Funny thing about this .. I’m now home and the green is still impossibly brilliant. At the pool this morning it comes to me.. that ‘aha’ moment. Living in the desert for such a length of time I had forgotten the green-ness in my life, replacing it was the impossibly endless supply of blissful sunshine and blue skies.
Palm trees and sand .. golden browns, mountains made of rocks.. vistas of cacti and Joshua trees. The desert in bloom is an amazing sight. Orange trees starting to blossom, lemon and grapefruit too, along with grown fruit still hanging in sorrowful bunches, too high to reach.
The colours in my life have such an effect on my psyche, maybe we should be more aware of how we paint ourselves. I love colour and although I joke about wearing black (and only wearing another colour if it is darker) I most always have a bright colour on my person.
I have pictures.. oh yes.. many, many pictures. Why I need to take pictures of all this beauty beats me. Other than a facebook worthy pic, the rest just disappear into the cloud, and I pay 1.42 a month to keep them there. What happens when I die I wonder? Will etheral pictures rain down on my ashes.. adding life and colour to my final journey?
I sure hope so, I don’t want any fighting and bickering over my cloud when I’m gone. Will unclaimed clouds just disappear or maybe they will auction them off? Will there be a viewing or just a blind selling off of all our precious Kodak moments?
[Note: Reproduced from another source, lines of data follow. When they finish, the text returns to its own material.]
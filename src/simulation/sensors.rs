//! Tripped-sensor bitmask and its wire encoding
//!
//! Bits are packed MSB first: sensor `n` lives in byte `n / 8` at bit
//! `7 - n % 8`, so byte 0 bit 7 is A1 and byte 9 bit 0 is E16. The layout is
//! what a sensor poll reply carries on the wire.

use super::error::SensorError;
use super::types::SENSOR_COUNT;

/// Size of a serialized sensor report
pub const SENSOR_REPORT_LEN: usize = SENSOR_COUNT / 8;

/// When a tripped bit goes back to zero
#[derive(Debug, Clone, Copy, PartialEq, Eq, Default)]
pub enum SensorLatch {
    /// Cleared once it has been reported by a poll
    #[default]
    UntilPolled,
    /// Held until [`SensorTable::clear`] is called
    UntilCleared,
}

#[derive(Debug, Clone, Default)]
pub struct SensorTable {
    bits: [u8; SENSOR_REPORT_LEN],
    latch: SensorLatch,
}

impl SensorTable {
    pub fn new(latch: SensorLatch) -> Self {
        Self {
            bits: [0; SENSOR_REPORT_LEN],
            latch,
        }
    }

    pub fn set_tripped(&mut self, id: usize, tripped: bool) -> Result<(), SensorError> {
        if id >= SENSOR_COUNT {
            return Err(SensorError::OutOfRange(id));
        }
        let bit = 0x80u8 >> (id % 8);
        let byte = &mut self.bits[id / 8];
        if tripped {
            *byte |= bit;
        } else {
            *byte &= !bit;
        }
        Ok(())
    }

    pub fn is_tripped(&self, id: usize) -> bool {
        id < SENSOR_COUNT && self.bits[id / 8] & (0x80 >> (id % 8)) != 0
    }

    pub fn serialize(&self) -> [u8; SENSOR_REPORT_LEN] {
        self.bits
    }

    /// Serializes the table for a poll reply and applies the latch policy.
    pub fn report(&mut self) -> [u8; SENSOR_REPORT_LEN] {
        let report = self.serialize();
        if self.latch == SensorLatch::UntilPolled {
            self.clear();
        }
        report
    }

    pub fn clear(&mut self) {
        self.bits = [0; SENSOR_REPORT_LEN];
    }

    pub fn latch(&self) -> SensorLatch {
        self.latch
    }

    /// Ids of every tripped sensor, lowest first
    pub fn tripped(&self) -> impl Iterator<Item = usize> + '_ {
        (0..SENSOR_COUNT).filter(|&id| self.is_tripped(id))
    }
}
//! Error types for track loading and traversal.

use thiserror::Error;

use super::types::{Micrometers, NodeKind};

/// A track description that cannot be turned into a consistent graph.
#[derive(Debug, Error)]
pub enum ConfigError {
    #[error("track JSON parse error: {0}")]
    Parse(#[from] serde_json::Error),

    #[error("track has no nodes")]
    Empty,

    #[error("{what} {index} refers to missing {target} {reference}")]
    Dangling {
        what: &'static str,
        index: usize,
        target: &'static str,
        reference: usize,
    },

    #[error("node {0} is not the reverse of its reverse node")]
    NodeReverseMismatch(usize),

    #[error("node {node} is a {kind:?} but its reverse is a {reverse_kind:?}")]
    ReverseKindMismatch {
        node: usize,
        kind: NodeKind,
        reverse_kind: NodeKind,
    },

    #[error("node {0} needs a sensor or switch number")]
    MissingNumber(usize),

    #[error("sensor number {num} on node {node} is out of range")]
    SensorOutOfRange { node: usize, num: u8 },

    #[error("sensor number {0} is used by more than one node")]
    DuplicateSensor(u8),

    #[error("edge {edge} has invalid length {length} mm")]
    InvalidLength { edge: usize, length: u32 },

    #[error("edge {0} is not the reverse of its reverse edge")]
    EdgeReverseMismatch(usize),

    #[error("edge {edge} is {length} mm but its reverse is {reverse_length} mm")]
    EdgeLengthMismatch {
        edge: usize,
        length: u32,
        reverse_length: u32,
    },

    #[error("reverse of edge {0} does not join the reverse nodes")]
    EdgeReverseEndpoints(usize),

    #[error("node {node} has two edges in slot {slot}")]
    DuplicateSlot { node: usize, slot: usize },

    #[error("node {node} ({kind:?}) has edges in slots {found:?}")]
    BadSlots {
        node: usize,
        kind: NodeKind,
        found: Vec<usize>,
    },
}

/// A cursor that could not be normalized onto the track.
///
/// Either of these points at corrupt topology or a caller bug; neither is
/// recoverable by clamping.
#[derive(Debug, Clone, PartialEq, Error)]
pub enum TraversalError {
    #[error("advance of {amount} um crossed more than {limit} edges")]
    NonConvergent { amount: Micrometers, limit: usize },

    #[error("offset {offset} um is outside edge of length {length} um")]
    OffsetOutOfRange {
        offset: Micrometers,
        length: Micrometers,
    },
}

#[derive(Debug, Clone, Copy, PartialEq, Eq, Error)]
pub enum SensorError {
    #[error("sensor {0} is out of range")]
    OutOfRange(usize),
}
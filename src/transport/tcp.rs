//! Non-blocking TCP transport.

use anyhow::{Context, Result};
use log::debug;
use std::io::{self, Read, Write};
use std::net::TcpStream;

use super::Transport;

/// Largest chunk pulled off the socket per service call
const RECV_CHUNK: usize = 64;

/// Controller connection over TCP.
///
/// Reads and writes only touch internal buffers; the socket itself is only
/// used from [`Transport::service`], which never blocks.
#[derive(Debug)]
pub struct TcpTransport {
    stream: TcpStream,
    rbuf: Vec<u8>,
    wbuf: Vec<u8>,
    closed: bool,
}

impl TcpTransport {
    pub fn connect(addr: &str) -> Result<Self> {
        let stream =
            TcpStream::connect(addr).with_context(|| format!("connecting to {}", addr))?;
        Self::from_stream(stream)
    }

    pub fn from_stream(stream: TcpStream) -> Result<Self> {
        stream
            .set_nonblocking(true)
            .context("switching controller socket to non-blocking")?;
        stream.set_nodelay(true).context("disabling Nagle")?;
        Ok(Self {
            stream,
            rbuf: Vec::new(),
            wbuf: Vec::new(),
            closed: false,
        })
    }

    fn flush_pending(&mut self) -> Result<()> {
        while !self.wbuf.is_empty() {
            match self.stream.write(&self.wbuf) {
                Ok(0) => {
                    self.closed = true;
                    break;
                }
                Ok(sent) => {
                    self.wbuf.drain(..sent);
                }
                Err(e) if e.kind() == io::ErrorKind::WouldBlock => break,
                Err(e) if e.kind() == io::ErrorKind::Interrupted => continue,
                Err(e) => return Err(e).context("writing to controller"),
            }
        }
        Ok(())
    }

    fn fill_received(&mut self) -> Result<()> {
        let mut chunk = [0u8; RECV_CHUNK];
        loop {
            match self.stream.read(&mut chunk) {
                Ok(0) => {
                    debug!("Controller closed the connection");
                    self.closed = true;
                    break;
                }
                Ok(n) => self.rbuf.extend_from_slice(&chunk[..n]),
                Err(e) if e.kind() == io::ErrorKind::WouldBlock => break,
                Err(e) if e.kind() == io::ErrorKind::Interrupted => continue,
                Err(e) => return Err(e).context("reading from controller"),
            }
        }
        Ok(())
    }
}

impl Transport for TcpTransport {
    fn read(&mut self) -> Vec<u8> {
        std::mem::take(&mut self.rbuf)
    }

    fn write(&mut self, bytes: &[u8]) {
        self.wbuf.extend_from_slice(bytes);
    }

    fn service(&mut self) -> Result<()> {
        if self.closed {
            return Ok(());
        }
        self.flush_pending()?;
        self.fill_received()
    }

    fn is_closed(&self) -> bool {
        self.closed
    }
}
Back to my nest… which seems to be where-ever I land.. we are so fortunate to have such freedom of movement. Some countries restrict your travel and poor Cuba doesn’t let its citizens leave at all .. even for a holiday!
I have visited many places, exploring and catching glimpses of other cultures. My cloud has documentation of all these extraordinary journeys, and the boring ones as well. Wouldn’t it be great if that dam cloud could store our clothes and shoes.. now that would be worth paying for.
My life fairly vibrates.. when I am not napping. There seems to be no grey areas for me. Rainy days depress me .. I don’t even own one piece of grey clothing! The walls in my life wait patiently for me to paint them with the colours of my next creative endeavor.. or sometimes moodily sulking while I figure out what that will be.
This greenness is still settling into me like the smell of freshly cut grass. I want to slip out of my flip flops and feel the grass on my soul. The endless sunny days and blue skies are being replaced with fifty shades of green. I wonder what deals are available for Ireland online?